Note that it is different in the two bidder case. There, a type (0, 1) bidder bids above 0 with a strictly positive probability in the first auction and the outcome is inefficient. If in the two bidder case, type (0, 1) bidders were expected to bid 0 for sure as in the \(n>2\) case, then a type (0, 1) bidder would have incentives to deviate by submitting a small but positive bid. This way he can secure a payoff of almost 1 in the second auction: either he loses the first auction and learns that his opponent will bid 0 in the second auction, or he wins and makes the opponent to believe that he will bid 0 in the second auction. With 3 or more bidders, such a deviation has only a marginal effect on the payoff in the second auction as there still remains uncertainty about the types of other bidders. And this marginal change in the payoff from the second auction is outweighed by the cost of winning the first auction with a bid above one’s valuation.Footnote 32

5.4 Other disclosure rules

I have studied simple, “natural” disclosure rules, but the seller could also adopt a more sophisticated disclosure rule. I now consider an example of such more sophisticated rule and show that it outperforms the simple rules in the case of negatively correlated valuations. The disclosure rule that I consider is as follows. The seller announces that the winning bid of the first auction is \(b_{w}\) if \(b_{w}<k\) where k is some threshold value, but she announces that the losing bid is \(b_{l}\) if \(b_{w}\ge k\). To emphasize, the seller does not just announce a number. She also reveals whether she announces the winning or losing bid. Said differently, she reveals whether or not the bids \( (b_{w},b_{l})\) belong to the set \(B=\{(b_{w},b_{l})|b_{w}<k\}\).

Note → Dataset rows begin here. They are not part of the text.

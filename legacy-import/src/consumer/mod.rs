//! Consumer module for the legacy import.
//!
//! Reads the legacy JSON snapshot the run imports from.

mod snapshot;

pub use snapshot::{LegacyRow, LegacySnapshot, SnapshotFile, SnapshotSource, TableDescriptor};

The bidding strategies of the first auction are similar to the ones in Proposition 5 when only the losing bid is disclosed. In that proposition, type (0, 1) randomizes on an interval \([1-p,{\underline{b}}]\), while type (1, 0) randomizes on an adjacent interval \([{\underline{b}},{\overline{b}}]\). By choosing \(k>1-p\), \({\underline{b}}\) is now pushed to the right. Although type (0, 1) still expects the same payoff as in the case when only the losing bid is disclosed, type (1, 0) must now bid more aggressively because of higher \({\underline{b}}\) and, as a result, expects smaller payoff. This, in turn, means higher revenue for the seller.